Otherwise, \(aR = M\) implies that \(M\) itself is a cyclic module with generator \(a\). Since \(R\) is a PID, we can find an element \(p\) such that \(\operatorname{Ann}_R(M) = (p) {~\trianglelefteq~}R\), in which case \(M \cong R/(p)\).
It is also necessarily the case that \((p)\) is maximal, for if there were another ideal \((p) \subseteq J {~\trianglelefteq~}R\), then \(J/(p) {~\trianglelefteq~}R/(p) \cong M\) is a submodule by the correspondence theorem for ideals. But this necessarily forces \(J/(p) = 0\) or \(M\) by irreducibility of \(M\), so \(J = (p)\) or \(R\).
Thus irreducible modules are exactly the cyclic modules, or equivalently those of the form \(R/(p)\) where \((p)\) is a maximal ideal.
Indecomposable: We first note that by the structure theorem for modules over a PID, any module \(M\) has a primary decomposition \(M \cong \bigoplus_i R/(p_i^{k_i})\).
This means that if \(M\) is indecomposable, we must have \(M \cong R/(p^n)\) (with a single summand) for some prime \(p \in R\); otherwise the primary decomposition would yield additional summands. Moreover, by the Chinese Remainder Theorem, \(M\) can not be decomposed further.
Thus all indecomposable module are of the form \(R/(p^n)\) for some \(n\geq 1\).
6
Suppose \(T: V \to V\) is not invertible, then \(\dim \operatorname{im}T < n\) and \(\dim \ker T > 0\) by the Rank-Nullity theorem. This means that there is a nontrivial \(\mathbf{v} \in \ker T\), and a nontrivial vector \(\mathbf{w} \in \operatorname{im}(T)\), so let \(S\) be the matrix formed by the outer product \(\mathbf{v} \mathbf{w}^t\).

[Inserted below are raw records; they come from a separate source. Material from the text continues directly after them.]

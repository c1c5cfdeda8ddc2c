use crate::storage::StorageError;
use thiserror::Error;

#[derive(Error, Debug, Clone, PartialEq)]
pub enum EngineError {
    #[error("invalid input: {0}")]
    InvalidInput(String),
    #[error("storage error: {0}")]
    Storage(String),
    #[error("parse error: {0}")]
    Parse(String),
    #[error("not found: {0}")]
    NotFound(String),
    #[error("network error: {0}")]
    Network(String),
    #[error("config error: {0}")]
    Config(String),
}

pub type Result<T> = std::result::Result<T, EngineError>;

impl EngineError {
    pub fn invalid(msg: impl Into<String>) -> Self {
        Self::InvalidInput(msg.into())
    }
}

impl From<StorageError> for EngineError {
    fn from(err: StorageError) -> Self {
        Self::Storage(err.to_string())
    }
}

impl From<serde_json::Error> for EngineError {
    fn from(err: serde_json::Error) -> Self {
        Self::Parse(err.to_string())
    }
}

impl From<std::io::Error> for EngineError {
    fn from(err: std::io::Error) -> Self {
        Self::Storage(err.to_string())
    }
}

impl From<reqwest::Error> for EngineError {
    fn from(err: reqwest::Error) -> Self {
        Self::Network(err.to_string())
    }
}
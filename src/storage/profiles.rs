use std::sync::Arc;

use super::{KvStore, StorageError, kv_put_json};
use crate::model::Player;

pub const PLAYER_KEY: &str = "golfbet_players";

/// Saved player profiles, stored as one JSON array under [`PLAYER_KEY`].
#[derive(Clone)]
pub struct PlayerProfiles {
    store: Arc<dyn KvStore>,
}

impl PlayerProfiles {
    #[must_use]
    pub fn new(store: Arc<dyn KvStore>) -> Self {
        Self { store }
    }

    /// All saved players. A missing or unreadable entry reads as no players.
    ///
    /// # Errors
    /// Returns an error only if the store itself fails.
    pub fn all_players(&self) -> Result<Vec<Player>, StorageError> {
        let Some(bytes) = self.store.get(PLAYER_KEY)? else {
            return Ok(Vec::new());
        };
        match serde_json::from_slice(&bytes) {
            Ok(players) => Ok(players),
            Err(e) => {
                tracing::warn!(error = %e, key = PLAYER_KEY, "discarding unreadable player profiles");
                Ok(Vec::new())
            }
        }
    }

    /// Insert or replace the profile with the same id.
    ///
    /// # Errors
    /// Returns an error if the store can't be read or written.
    pub fn save_player(&self, player: &Player) -> Result<(), StorageError> {
        let mut players = self.all_players()?;
        match players.iter_mut().find(|p| p.id == player.id) {
            Some(existing) => *existing = player.clone(),
            None => players.push(player.clone()),
        }
        kv_put_json(self.store.as_ref(), PLAYER_KEY, &players)
    }

    /// # Errors
    /// Returns an error if the store can't be read.
    pub fn player_by_id(&self, id: &str) -> Result<Option<Player>, StorageError> {
        Ok(self.all_players()?.into_iter().find(|p| p.id == id))
    }
}
pub mod args;
pub mod config;
pub mod course_lookup;
pub mod error;
pub mod handicap;
pub mod model;
pub mod round;
pub mod score;
pub mod storage;

pub use error::{EngineError, Result};
pub use handicap::{allocate_strokes, course_handicap, match_play_strokes, team_handicap};
pub use model::{Course, HoleScore, LeaderboardEntry, Player, Team, Tee};
pub use round::Round;
pub use score::{leaderboard, net_score};
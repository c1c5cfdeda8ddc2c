use super::allocation::allocate_strokes;
use super::course_handicap::course_handicap;
use crate::error::{EngineError, Result};
use crate::model::{Player, Tee};

/// Strokes `player` receives from `opponent` on each hole of `tee`.
///
/// Only the positive course handicap difference is allocated, using the same
/// hardest-first wraparound as stroke play. When `player` is the better (or
/// equal) golfer the result is all zeros, so swapping the arguments does not
/// negate the result.
///
/// # Errors
/// Returns `InvalidInput` on bad ratings or a tee without holes.
pub fn match_play_strokes(player: &Player, opponent: &Player, tee: &Tee) -> Result<Vec<u32>> {
    if tee.holes.is_empty() {
        return Err(EngineError::invalid(format!(
            "tee {} has no holes to allocate over",
            tee.name
        )));
    }
    let player_ch = course_handicap(player.handicap_index, tee)?;
    let opponent_ch = course_handicap(opponent.handicap_index, tee)?;
    let difference = player_ch.saturating_sub(opponent_ch);

    tracing::debug!(
        player = %player.id,
        opponent = %opponent.id,
        difference,
        "match play stroke difference"
    );
    allocate_strokes(difference.max(0), &tee.holes)
}

/// Match play strokes for every player against the lowest course handicap in the field.
///
/// # Errors
/// Returns `InvalidInput` on bad ratings or a tee without holes.
pub fn field_match_play_strokes(players: &[Player], tee: &Tee) -> Result<Vec<(String, Vec<u32>)>> {
    let Some(low) = players
        .iter()
        .map(|p| course_handicap(p.handicap_index, tee).map(|ch| (ch, p)))
        .collect::<Result<Vec<_>>>()?
        .into_iter()
        .min_by_key(|(ch, _)| *ch)
        .map(|(_, p)| p)
    else {
        return Ok(Vec::new());
    };

    players
        .iter()
        .map(|p| Ok((p.id.clone(), match_play_strokes(p, low, tee)?)))
        .collect()
}
pub mod types;
pub mod validation;

pub use types::*;
pub use validation::*;

use clap::Parser;

#[must_use]
pub fn args_checks() -> Args {
    Args::parse()
}
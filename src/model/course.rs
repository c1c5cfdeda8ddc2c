use serde::{Deserialize, Serialize};

use crate::error::{EngineError, Result};

/// Slope rating of a tee of standard difficulty.
pub const NEUTRAL_SLOPE: f64 = 113.0;

#[derive(Serialize, Deserialize, Clone, Debug, PartialEq)]
#[serde(rename_all = "camelCase")]
pub struct Hole {
    #[serde(default, skip_serializing_if = "Option::is_none")]
    pub hole_number: Option<u32>,
    pub par: u32,
    #[serde(default)]
    pub yardage: u32,
    /// Stroke index, 1 is the hardest hole.
    pub handicap: u32,
}

impl Hole {
    #[must_use]
    pub fn new(par: u32, yardage: u32, handicap: u32) -> Self {
        Self {
            hole_number: None,
            par,
            yardage,
            handicap,
        }
    }
}

#[derive(Serialize, Deserialize, Clone, Debug, PartialEq)]
#[serde(rename_all = "camelCase")]
pub struct Tee {
    pub name: String,
    pub course_rating: f64,
    pub slope_rating: f64,
    pub par_total: u32,
    #[serde(default)]
    pub holes: Vec<Hole>,
    #[serde(default, skip_serializing_if = "Option::is_none")]
    pub bogey_rating: Option<f64>,
    #[serde(default, skip_serializing_if = "Option::is_none")]
    pub total_yards: Option<u32>,
    #[serde(default, skip_serializing_if = "Option::is_none")]
    pub front_course_rating: Option<f64>,
    #[serde(default, skip_serializing_if = "Option::is_none")]
    pub front_slope_rating: Option<f64>,
    #[serde(default, skip_serializing_if = "Option::is_none")]
    pub back_course_rating: Option<f64>,
    #[serde(default, skip_serializing_if = "Option::is_none")]
    pub back_slope_rating: Option<f64>,
}

impl Tee {
    #[must_use]
    pub fn new(
        name: impl Into<String>,
        course_rating: f64,
        slope_rating: f64,
        holes: Vec<Hole>,
    ) -> Self {
        let par_total = holes.iter().map(|h| h.par).sum();
        Self {
            name: name.into(),
            course_rating,
            slope_rating,
            par_total,
            holes,
            bogey_rating: None,
            total_yards: None,
            front_course_rating: None,
            front_slope_rating: None,
            back_course_rating: None,
            back_slope_rating: None,
        }
    }

    /// Printed number of the hole at `position`, or `position + 1` when unnumbered.
    #[must_use]
    pub fn hole_number_at(&self, position: usize) -> u32 {
        self.holes
            .get(position)
            .and_then(|h| h.hole_number)
            .unwrap_or_else(|| u32::try_from(position + 1).unwrap_or(u32::MAX))
    }

    /// Hole by 1-based number. Falls back to position when holes carry no number.
    #[must_use]
    pub fn hole(&self, hole_number: u32) -> Option<&Hole> {
        self.hole_position(hole_number).map(|i| &self.holes[i])
    }

    #[must_use]
    pub fn hole_position(&self, hole_number: u32) -> Option<usize> {
        self.holes
            .iter()
            .position(|h| h.hole_number == Some(hole_number))
            .or_else(|| {
                let idx = usize::try_from(hole_number).ok()?.checked_sub(1)?;
                self.holes
                    .get(idx)
                    .filter(|h| h.hole_number.is_none())
                    .map(|_| idx)
            })
    }

    /// Checks that stroke indices form a permutation of `1..=holes.len()`.
    ///
    /// # Errors
    /// Returns `InvalidInput` naming the first duplicate or out-of-range index.
    pub fn validate_stroke_indices(&self) -> Result<()> {
        let n = self.holes.len();
        let mut seen = vec![false; n];
        for (pos, hole) in self.holes.iter().enumerate() {
            let idx = hole.handicap as usize;
            if idx == 0 || idx > n {
                return Err(EngineError::invalid(format!(
                    "tee {}: hole {} has stroke index {} outside 1..={n}",
                    self.name,
                    pos + 1,
                    hole.handicap
                )));
            }
            if seen[idx - 1] {
                return Err(EngineError::invalid(format!(
                    "tee {}: stroke index {} appears more than once",
                    self.name, hole.handicap
                )));
            }
            seen[idx - 1] = true;
        }
        Ok(())
    }
}

#[derive(Serialize, Deserialize, Clone, Debug, PartialEq, Default)]
pub struct Coordinates {
    pub latitude: f64,
    pub longitude: f64,
}

#[derive(Serialize, Deserialize, Clone, Debug, PartialEq, Default)]
#[serde(rename_all = "camelCase")]
pub struct Location {
    #[serde(default)]
    pub address: String,
    #[serde(default)]
    pub city: String,
    #[serde(default)]
    pub state: String,
    #[serde(default)]
    pub country: String,
    #[serde(default, skip_serializing_if = "Option::is_none")]
    pub coordinates: Option<Coordinates>,
}

#[derive(Serialize, Deserialize, Clone, Debug, PartialEq)]
#[serde(rename_all = "camelCase")]
pub struct Course {
    pub id: String,
    pub name: String,
    #[serde(default, skip_serializing_if = "Option::is_none")]
    pub club_name: Option<String>,
    #[serde(default, skip_serializing_if = "Option::is_none")]
    pub location: Option<Location>,
    #[serde(default)]
    pub tees: Vec<Tee>,
}

impl Course {
    #[must_use]
    pub fn tee(&self, name: &str) -> Option<&Tee> {
        self.tees.iter().find(|t| t.name.eq_ignore_ascii_case(name))
    }

    #[must_use]
    pub fn name_matches(&self, query: &str) -> bool {
        self.name.to_lowercase().contains(&query.to_lowercase())
    }
}
use crate::error::{EngineError, Result};
use crate::model::{HoleScore, Tee};

/// Gross strokes minus handicap strokes received on the hole. Not clamped.
#[must_use]
pub fn net_score(gross: u32, allocated: u32) -> i32 {
    i64::from(gross)
        .saturating_sub(i64::from(allocated))
        .clamp(i64::from(i32::MIN), i64::from(i32::MAX)) as i32
}

/// Net total over the holes a player has recorded on `tee`.
///
/// `allocation` is indexed like `tee.holes`.
///
/// # Errors
/// Returns `InvalidInput` when a score names a hole the tee doesn't have, or the
/// allocation length doesn't match the tee.
pub fn net_total(scores: &[&HoleScore], allocation: &[u32], tee: &Tee) -> Result<i32> {
    if allocation.len() != tee.holes.len() {
        return Err(EngineError::invalid(format!(
            "allocation covers {} holes, tee {} has {}",
            allocation.len(),
            tee.name,
            tee.holes.len()
        )));
    }
    let mut total = 0i32;
    for score in scores {
        let pos = tee.hole_position(score.hole_number).ok_or_else(|| {
            EngineError::invalid(format!(
                "tee {} has no hole {}",
                tee.name, score.hole_number
            ))
        })?;
        total = total.saturating_add(net_score(score.strokes, allocation[pos]));
    }
    Ok(total)
}
use crate::error::{EngineError, Result};
use crate::model::Hole;

/// Hole positions ordered hardest first. Equal stroke indices keep input order.
#[must_use]
pub fn holes_by_difficulty(holes: &[Hole]) -> Vec<usize> {
    let mut order: Vec<usize> = (0..holes.len()).collect();
    order.sort_by_key(|&i| holes[i].handicap);
    order
}

/// Deal `course_handicap` strokes one at a time over the holes, hardest first,
/// wrapping around once every hole has one. A negative handicap allocates nothing.
///
/// The result is indexed like `holes` and sums to `max(course_handicap, 0)`.
///
/// # Errors
/// Returns `InvalidInput` if `holes` is empty.
pub fn allocate_strokes(course_handicap: i32, holes: &[Hole]) -> Result<Vec<u32>> {
    if holes.is_empty() {
        return Err(EngineError::invalid(
            "cannot allocate strokes over an empty hole list",
        ));
    }

    let mut strokes = vec![0u32; holes.len()];
    let to_give = u32::try_from(course_handicap.max(0)).unwrap_or(0);
    if to_give == 0 {
        return Ok(strokes);
    }

    let order = holes_by_difficulty(holes);
    let n = u32::try_from(order.len()).unwrap_or(u32::MAX);
    let (full_laps, remainder) = (to_give / n, to_give % n);
    for (pos, &hole_idx) in order.iter().enumerate() {
        strokes[hole_idx] = full_laps + u32::from((pos as u32) < remainder);
    }

    tracing::trace!(course_handicap, holes = holes.len(), "allocated strokes");
    Ok(strokes)
}
pub mod course;
pub mod game;
pub mod player;
pub mod score;

pub use course::*;
pub use game::*;
pub use player::*;
pub use score::*;
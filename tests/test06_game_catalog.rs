use rusty_golf_handicap::EngineError;
use rusty_golf_handicap::model::{
    GameCatalog, GameplayFormat, MatchupFormat, ScoringFormat, is_valid_combination,
};

#[test]
fn test_bundled_catalog_loads() -> Result<(), Box<dyn std::error::Error>> {
    let catalog = GameCatalog::bundled()?;
    assert_eq!(catalog.games().len(), 10);
    for id in ["skins", "nassau", "wolf", "stableford", "vegas"] {
        assert!(catalog.get(id).is_some(), "missing {id}");
    }
    let wolf = catalog.get("wolf").ok_or("wolf")?;
    assert!(wolf.supports_player_count(4));
    assert!(!wolf.supports_player_count(3));
    Ok(())
}

#[test]
fn test_catalog_filters_by_player_count() -> Result<(), Box<dyn std::error::Error>> {
    let catalog = GameCatalog::bundled()?;
    let two: Vec<&str> = catalog
        .for_player_count(2)
        .iter()
        .map(|g| g.id.as_str())
        .collect();
    assert!(two.contains(&"skins"));
    assert!(!two.contains(&"wolf"));
    assert!(!two.contains(&"best-ball"));
    assert!(catalog.for_player_count(9).is_empty());
    Ok(())
}

#[test]
fn test_compatibility_table() {
    use GameplayFormat::*;
    use MatchupFormat::*;

    for m in [Solo, H2H, H2HModified, TeamPlay] {
        assert!(is_valid_combination(ScoringFormat::StrokePlay, Individual, m));
    }
    for g in [BestBall, Scramble, Shamble, AlternateShot] {
        assert!(is_valid_combination(ScoringFormat::StrokePlay, g, TeamPlay));
        assert!(!is_valid_combination(ScoringFormat::StrokePlay, g, H2H));
    }
    assert!(!is_valid_combination(ScoringFormat::MatchPlay, Individual, Solo));
    assert!(is_valid_combination(ScoringFormat::PointsBased, Individual, Solo));
}

#[test]
fn test_catalog_rejects_incompatible_game() {
    let json = r#"[{
        "id": "bad-scramble",
        "name": "Head to head scramble",
        "minPlayers": 2,
        "maxPlayers": 4,
        "scoringFormats": ["StrokePlay"],
        "gameplayFormats": ["Scramble"],
        "matchupFormats": ["H2H"]
    }]"#;
    assert!(matches!(
        GameCatalog::from_json(json),
        Err(EngineError::InvalidInput(_))
    ));
}

#[test]
fn test_catalog_rejects_dangling_format_and_duplicates() {
    let dangling = r#"[{
        "id": "mixed",
        "name": "Mixed",
        "minPlayers": 2,
        "maxPlayers": 4,
        "scoringFormats": ["StrokePlay"],
        "gameplayFormats": ["Individual", "Scramble"],
        "matchupFormats": ["H2H"]
    }]"#;
    assert!(GameCatalog::from_json(dangling).is_err());

    let game = r#"{
        "id": "dup",
        "name": "Dup",
        "minPlayers": 2,
        "maxPlayers": 4,
        "scoringFormats": ["StrokePlay"],
        "gameplayFormats": ["Individual"],
        "matchupFormats": ["H2H"]
    }"#;
    assert!(GameCatalog::from_json(&format!("[{game}]")).is_ok());
    assert!(GameCatalog::from_json(&format!("[{game},{game}]")).is_err());
}

#[test]
fn test_catalog_rejects_bad_player_range_and_json() {
    let backwards = r#"[{
        "id": "backwards",
        "name": "Backwards",
        "minPlayers": 5,
        "maxPlayers": 2,
        "scoringFormats": ["StrokePlay"],
        "gameplayFormats": ["Individual"],
        "matchupFormats": ["Solo"]
    }]"#;
    assert!(matches!(
        GameCatalog::from_json(backwards),
        Err(EngineError::InvalidInput(_))
    ));
    assert!(matches!(
        GameCatalog::from_json("not json"),
        Err(EngineError::Parse(_))
    ));
}

#[test]
fn test_format_descriptions() {
    assert!(ScoringFormat::MatchPlay.description().contains("won/lost"));
    assert!(GameplayFormat::Scramble.description().contains("best shot"));
    for g in [
        GameplayFormat::Individual,
        GameplayFormat::BestBall,
        GameplayFormat::Shamble,
        GameplayFormat::AlternateShot,
    ] {
        assert!(!g.description().is_empty());
    }
    assert_eq!(ScoringFormat::PointsBased.to_string(), "Points");
}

We then consider how \(ST\) acts on vectors \(\mathbf{x}\):
\begin{align*}
TS\mathbf{x}
&= T\mathbf{v} \mathbf{w}^t \mathbf{x} \\
&= (T\mathbf{v} )\mathbf{w}^t \mathbf{x} \\
&= \mathbf{0} \mathbf{w}^t \mathbf{x} \\
&= \mathbf{0_n} \mathbf{x} \\
&= \mathbf{0}
,\end{align*}
where \(\mathbf{0_n}\) is the \(n\times n\) matrix of all zeros.
Similarly,
\begin{align*}
ST\mathbf{x}
&\coloneqq S \mathbf{y} \\
&= \mathbf{v} \mathbf{w}^t \mathbf{y} \\
&= {\left\langle {\mathbf{w}},~{\mathbf{y}} \right\rangle} \mathbf{v} \\
&= c_i \mathbf{v} \\
&\neq \mathbf{0},
\end{align*}
where \({\left\langle {\mathbf{w}},~{\mathbf{y}} \right\rangle} \coloneqq c_i \neq 0\) because \(\mathbf{y} \in \operatorname{im}(T) = (\operatorname{im}(T)\perp)\perp\), so \(\mathbf{y}\) and \(\mathbf{w}\) can not be orthogonal.
\(\hfill\blacksquare\)
7
a
Note that if \(A = 0\) or \(I\) then \(A\) is patently diagonal, so suppose otherwise. Since \(A^2 = A\), we have \(A^2 - A = 0\) and thus \(A\) satisfies the polynomial \(p(x) = x^2 - 1 = x(x-1)\). Moreover, since \(A\neq 0, I\), the minimal polynomial is at least degree – since \(p\) is monic, it must in fact be the minimal polynomial.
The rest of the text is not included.